A new attack technique is exposing just how vulnerable global mobile networks remain in 2025. Cybersecurity firm Enea has discovered a surveillance operation that bypasses SS7 firewalls by exploiting a subtle weakness in the TCAP encoding layer—allowing stealth location tracking of mobile users across borders.
The method? Tampering with the IMSI field in ProvideSubscriberInfo (PSI) requests to hide it from detection. Many mobile operators’ SS7 stacks simply fail to decode the malformed tag, allowing unauthorized tracking messages to pass security controls.

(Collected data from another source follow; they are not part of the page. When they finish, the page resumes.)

//! The plugin contract.

use std::fmt;
use std::future::Future;
use std::sync::Arc;

use async_trait::async_trait;
use futures::future::BoxFuture;

use super::PluginError;
use super::metadata::PluginMetadata;
use crate::context::ExecutionContext;

/// Priority given to plugins that do not choose one.
pub const DEFAULT_PRIORITY: i32 = 100;

/// A pre-compile action run against a workspace.
///
/// Implementations must tolerate being run repeatedly and must not mutate
/// state other plugins observe through the context.
///
/// # Example
///
/// ```rust,no_run
/// use async_trait::async_trait;
/// use bcasl::{ExecutionContext, PluginMetadata, PluginUnit};
///
/// struct HeaderCheck {
///     meta: PluginMetadata,
/// }
///
/// #[async_trait]
/// impl PluginUnit for HeaderCheck {
///     fn metadata(&self) -> &PluginMetadata {
///         &self.meta
///     }
///
///     fn priority(&self) -> i32 {
///         10
///     }
///
///     async fn execute(&self, ctx: &ExecutionContext) -> bcasl::Result<()> {
///         for path in ctx.iter_files(&["**/*.py"], &[]) {
///             let _ = path;
///         }
///         Ok(())
///     }
/// }
/// ```
#[async_trait]
pub trait PluginUnit: Send + Sync {
    fn metadata(&self) -> &PluginMetadata;

    /// Ids of plugins this one expects to have run earlier.
    ///
    /// Informational only; scheduling follows priority and registration order.
    fn requires(&self) -> &[String] {
        &[]
    }

    /// Lower runs earlier.
    fn priority(&self) -> i32 {
        DEFAULT_PRIORITY
    }

    async fn execute(&self, ctx: &ExecutionContext) -> crate::Result<()>;
}

/// `<Plugin id vX prio=P [core>=2.0.0]>`, listing only non-baseline requirements.
pub fn describe(unit: &dyn PluginUnit) -> String {
    let meta = unit.metadata();
    let reqs: Vec<String> = meta
        .requirements()
        .non_baseline()
        .map(|(component, version)| format!("{}>={version}", component.label()))
        .collect();
    let reqs = if reqs.is_empty() {
        String::new()
    } else {
        format!(" [{}]", reqs.join(", "))
    };
    format!(
        "<Plugin {} v{} prio={}{reqs}>",
        meta.id(),
        meta.version(),
        unit.priority()
    )
}

/// Trim dependency ids and drop blank ones.
pub fn normalize_requires<I, S>(requires: I) -> Vec<String>
where
    I: IntoIterator<Item = S>,
    S: AsRef<str>,
{
    requires
        .into_iter()
        .map(|r| r.as_ref().trim().to_string())
        .filter(|r| !r.is_empty())
        .collect()
}

type Handler = dyn Fn(ExecutionContext) -> BoxFuture<'static, crate::Result<()>> + Send + Sync;

/// A plugin backed by a closure.
///
/// ```rust,no_run
/// use bcasl::{FnPlugin, PluginMetadata};
///
/// # fn example() -> bcasl::Result<()> {
/// let plugin = FnPlugin::builder(PluginMetadata::new("touch", "Touch", "1.0.0")?)
///     .priority(5)
///     .handler(|ctx| async move {
///         tokio::fs::write(ctx.workspace_root().join(".stamp"), b"ok").await?;
///         Ok::<_, bcasl::Error>(())
///     })
///     .build()?;
/// # Ok(())
/// # }
/// ```
#[derive(Clone)]
pub struct FnPlugin {
    metadata: PluginMetadata,
    requires: Vec<String>,
    priority: i32,
    handler: Arc<Handler>,
}

impl FnPlugin {
    pub fn builder(metadata: PluginMetadata) -> FnPluginBuilder {
        FnPluginBuilder {
            metadata,
            requires: Vec::new(),
            priority: DEFAULT_PRIORITY,
            handler: None,
        }
    }
}

impl fmt::Debug for FnPlugin {
    fn fmt(&self, f: &mut fmt::Formatter<'_>) -> fmt::Result {
        f.debug_struct("FnPlugin")
            .field("id", &self.metadata.id())
            .field("priority", &self.priority)
            .field("requires", &self.requires)
            .finish()
    }
}

#[async_trait]
impl PluginUnit for FnPlugin {
    fn metadata(&self) -> &PluginMetadata {
        &self.metadata
    }

    fn requires(&self) -> &[String] {
        &self.requires
    }

    fn priority(&self) -> i32 {
        self.priority
    }

    async fn execute(&self, ctx: &ExecutionContext) -> crate::Result<()> {
        (self.handler)(ctx.clone()).await
    }
}

pub struct FnPluginBuilder {
    metadata: PluginMetadata,
    requires: Vec<String>,
    priority: i32,
    handler: Option<Arc<Handler>>,
}

impl FnPluginBuilder {
    pub fn requires<I, S>(mut self, requires: I) -> Self
    where
        I: IntoIterator<Item = S>,
        S: AsRef<str>,
    {
        self.requires = normalize_requires(requires);
        self
    }

    pub fn priority(mut self, priority: i32) -> Self {
        self.priority = priority;
        self
    }

    pub fn handler<F, Fut>(mut self, f: F) -> Self
    where
        F: Fn(ExecutionContext) -> Fut + Send + Sync + 'static,
        Fut: Future<Output = crate::Result<()>> + Send + 'static,
    {
        let handler: Arc<Handler> = Arc::new(
            move |ctx: ExecutionContext| -> BoxFuture<'static, crate::Result<()>> {
                Box::pin(f(ctx))
            },
        );
        self.handler = Some(handler);
        self
    }

    pub fn build(self) -> Result<FnPlugin, PluginError> {
        let handler = self.handler.ok_or_else(|| PluginError::InvalidMetadata {
            reason: format!("plugin '{}' has no handler", self.metadata.id()),
        })?;
        Ok(FnPlugin {
            metadata: self.metadata,
            requires: self.requires,
            priority: self.priority,
            handler,
        })
    }
}

#[cfg(test)]
mod tests {
    use super::*;
    use crate::plugins::HostComponent;

    fn meta(id: &str) -> PluginMetadata {
        PluginMetadata::new(id, id.to_uppercase(), "1.2.0").unwrap()
    }

    #[test]
    fn test_describe_without_requirements() {
        let plugin = FnPlugin::builder(meta("fmt"))
            .handler(|_| async { Ok(()) })
            .build()
            .unwrap();
        assert_eq!(describe(&plugin), "<Plugin fmt v1.2.0 prio=100>");
    }

    #[test]
    fn test_describe_lists_non_default_requirements() {
        let metadata = meta("lint")
            .requires_version(HostComponent::Core, "2.0.0")
            .requires_version(HostComponent::PluginsSdk, "1.1.0");
        let plugin = FnPlugin::builder(metadata)
            .priority(5)
            .handler(|_| async { Ok(()) })
            .build()
            .unwrap();
        assert_eq!(
            describe(&plugin),
            "<Plugin lint v1.2.0 prio=5 [core>=2.0.0, sdk>=1.1.0]>"
        );
    }

    #[test]
    fn test_requires_normalized() {
        let plugin = FnPlugin::builder(meta("b"))
            .requires([" a ", "", "  ", "c"])
            .handler(|_| async { Ok(()) })
            .build()
            .unwrap();
        assert_eq!(plugin.requires(), ["a", "c"]);
    }

    #[test]
    fn test_missing_handler() {
        let err = FnPlugin::builder(meta("x")).build().unwrap_err();
        assert!(err.to_string().contains("no handler"));
    }

    #[test]
    fn test_trait_defaults() {
        struct Bare(PluginMetadata);

        #[async_trait]
        impl PluginUnit for Bare {
            fn metadata(&self) -> &PluginMetadata {
                &self.0
            }

            async fn execute(&self, _ctx: &ExecutionContext) -> crate::Result<()> {
                Ok(())
            }
        }

        let bare = Bare(meta("bare"));
        assert_eq!(bare.priority(), DEFAULT_PRIORITY);
        assert!(bare.requires().is_empty());
    }
}
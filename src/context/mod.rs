//! Workspace-scoped context handed to every plugin in a run.

mod files;

pub use files::{ALL_FILES, ExcludeSet, FileIter, PatternKey};

use std::path::{Path, PathBuf};
use std::sync::Arc;

use dashmap::DashMap;
use serde::Serialize;
use serde_json::{Map, Value};
use tokio_util::sync::CancellationToken;

use crate::config::{BcaslConfig, CONFIG_FILE_NAMES};
use files::normalize_patterns;

/// Read-only facts about the workspace, derived from its configuration.
#[derive(Debug, Clone, PartialEq, Eq, Serialize)]
pub struct WorkspaceMetadata {
    pub workspace_name: String,
    pub workspace_path: PathBuf,
    pub file_patterns: Vec<String>,
    pub exclude_patterns: Vec<String>,
    pub required_files: Vec<String>,
}

impl WorkspaceMetadata {
    fn derive(root: &Path, config: &BcaslConfig) -> Self {
        Self {
            workspace_name: root
                .file_name()
                .map(|n| n.to_string_lossy().into_owned())
                .unwrap_or_default(),
            workspace_path: root.to_path_buf(),
            file_patterns: config.file_patterns.clone(),
            exclude_patterns: config.exclude_patterns.clone(),
            required_files: config.required_files.clone(),
        }
    }
}

struct ContextInner {
    root: PathBuf,
    canonical_root: Option<PathBuf>,
    config: Arc<BcaslConfig>,
    metadata: WorkspaceMetadata,
    cache: DashMap<PatternKey, Arc<[PathBuf]>>,
    cancel: CancellationToken,
}

/// Shared, cheaply cloneable view of one run's workspace.
///
/// The configuration is an immutable snapshot. File discovery results are
/// cached per pattern set for the lifetime of the context when
/// `options.iter_files_cache` is on.
#[derive(Clone)]
pub struct ExecutionContext {
    inner: Arc<ContextInner>,
}

impl ExecutionContext {
    pub fn new(root: impl Into<PathBuf>, config: Arc<BcaslConfig>) -> Self {
        Self::with_cancellation(root, config, CancellationToken::new())
    }

    /// Create a context whose plugins can observe `cancel`.
    pub fn with_cancellation(
        root: impl Into<PathBuf>,
        config: Arc<BcaslConfig>,
        cancel: CancellationToken,
    ) -> Self {
        let root = root.into();
        let canonical_root = std::fs::canonicalize(&root).ok();
        let metadata = WorkspaceMetadata::derive(&root, &config);
        Self {
            inner: Arc::new(ContextInner {
                root,
                canonical_root,
                config,
                metadata,
                cache: DashMap::new(),
                cancel,
            }),
        }
    }

    pub fn workspace_root(&self) -> &Path {
        &self.inner.root
    }

    pub fn workspace_name(&self) -> &str {
        &self.inner.metadata.workspace_name
    }

    pub fn workspace_metadata(&self) -> &WorkspaceMetadata {
        &self.inner.metadata
    }

    pub fn config(&self) -> &BcaslConfig {
        &self.inner.config
    }

    pub fn file_patterns(&self) -> &[String] {
        &self.inner.config.file_patterns
    }

    pub fn exclude_patterns(&self) -> &[String] {
        &self.inner.config.exclude_patterns
    }

    pub fn required_files(&self) -> &[String] {
        &self.inner.config.required_files
    }

    /// Whether `name` is a required file and exists in the workspace.
    pub fn has_required_file(&self, name: &str) -> bool {
        self.required_files().iter().any(|f| f == name) && self.inner.root.join(name).is_file()
    }

    /// Settings mapping for a plugin, when its entry is a mapping.
    pub fn plugin_settings(&self, id: &str) -> Option<&Map<String, Value>> {
        self.inner
            .config
            .plugin_setting(id)
            .and_then(|s| s.settings())
    }

    /// The root is a directory and carries a workspace configuration file.
    pub fn is_workspace_valid(&self) -> bool {
        let root = &self.inner.root;
        root.is_dir() && CONFIG_FILE_NAMES.iter().any(|n| root.join(n).is_file())
    }

    pub fn is_cancelled(&self) -> bool {
        self.inner.cancel.is_cancelled()
    }

    pub fn cancellation_token(&self) -> &CancellationToken {
        &self.inner.cancel
    }

    /// Whether `path` falls under the configured exclude patterns.
    ///
    /// Relative paths are taken as workspace-relative.
    pub fn is_excluded(&self, path: &Path) -> bool {
        let relative = path.strip_prefix(&self.inner.root).unwrap_or(path);
        ExcludeSet::new(self.exclude_patterns()).is_excluded(relative)
    }

    /// With `options.sandbox` on, only paths under the canonical root pass.
    pub fn is_within(&self, canonical: &Path) -> bool {
        if !self.inner.config.options.sandbox {
            return true;
        }
        match &self.inner.canonical_root {
            Some(root) => canonical.starts_with(root),
            None => true,
        }
    }

    /// Files matching any `include` glob and no `exclude` glob.
    ///
    /// An empty `include` means every file. Matches are deduplicated by
    /// canonical path and ordered by include pattern, then glob order. With
    /// caching on, a repeated call for the same pattern sets (in any order)
    /// returns the first complete result even if the filesystem changed.
    pub fn iter_files<S: AsRef<str>>(&self, include: &[S], exclude: &[S]) -> FileIter {
        let mut include = normalize_patterns(include);
        if include.is_empty() {
            include.push(ALL_FILES.to_string());
        }
        let exclude = normalize_patterns(exclude);

        if !self.inner.config.options.iter_files_cache {
            return FileIter::scan(self.clone(), include, &exclude, None);
        }

        let key = PatternKey::new(&include, &exclude);
        if let Some(hit) = self.inner.cache.get(&key) {
            return FileIter::cached(Arc::clone(hit.value()));
        }
        FileIter::scan(self.clone(), include, &exclude, Some(key))
    }

    /// [`Self::iter_files`] with the configured patterns.
    pub fn configured_files(&self) -> FileIter {
        self.iter_files(self.file_patterns(), self.exclude_patterns())
    }

    /// Every file matching a single glob, without exclusion or caching.
    pub fn workspace_files(&self, pattern: &str) -> Vec<PathBuf> {
        let pattern = normalize_patterns(&[pattern]);
        let include = if pattern.is_empty() {
            vec![ALL_FILES.to_string()]
        } else {
            pattern
        };
        FileIter::scan(self.clone(), include, &[], None).collect()
    }

    /// Run discovery on the blocking pool and collect the result.
    pub async fn collect_files(
        &self,
        include: Vec<String>,
        exclude: Vec<String>,
    ) -> crate::Result<Vec<PathBuf>> {
        let ctx = self.clone();
        tokio::task::spawn_blocking(move || {
            ctx.iter_files(&include[..], &exclude[..]).collect::<Vec<_>>()
        })
        .await
        .map_err(|e| crate::Error::Internal(format!("file discovery task failed: {e}")))
    }

    /// Number of pattern sets with a cached result.
    pub fn cached_pattern_sets(&self) -> usize {
        self.inner.cache.len()
    }

    pub(crate) fn store_cached(&self, key: PatternKey, paths: Arc<[PathBuf]>) {
        self.inner.cache.entry(key).or_insert(paths);
    }
}

impl std::fmt::Debug for ExecutionContext {
    fn fmt(&self, f: &mut std::fmt::Formatter<'_>) -> std::fmt::Result {
        f.debug_struct("ExecutionContext")
            .field("root", &self.inner.root)
            .field("cached_pattern_sets", &self.inner.cache.len())
            .field("cancelled", &self.inner.cancel.is_cancelled())
            .finish()
    }
}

In this episode, we cover:
- The technical anatomy of the IMSI hiding exploit
- How this attack evades standard SS7 security checks
- The surveillance firms and platforms involved—WODEN, ASMAN, HURACAN, and others
- Broader SS7 weaknesses: lack of encryption, lack of authentication, and global trust architecture
- The disturbing truth: most mobile networks still depend on legacy protocols from the 1970s
- Why users can’t opt out—and no app can protect you
We also examine the countermeasures: advanced signaling firewalls, protocol filtering, TCAP signing, and why even now, SS7 remains irreplaceable due to the persistence of 2G/3G roaming infrastructure.
This isn’t a theoretical vulnerability—it’s a real-world surveillance method in use today, targeting phones across continents without users ever knowing.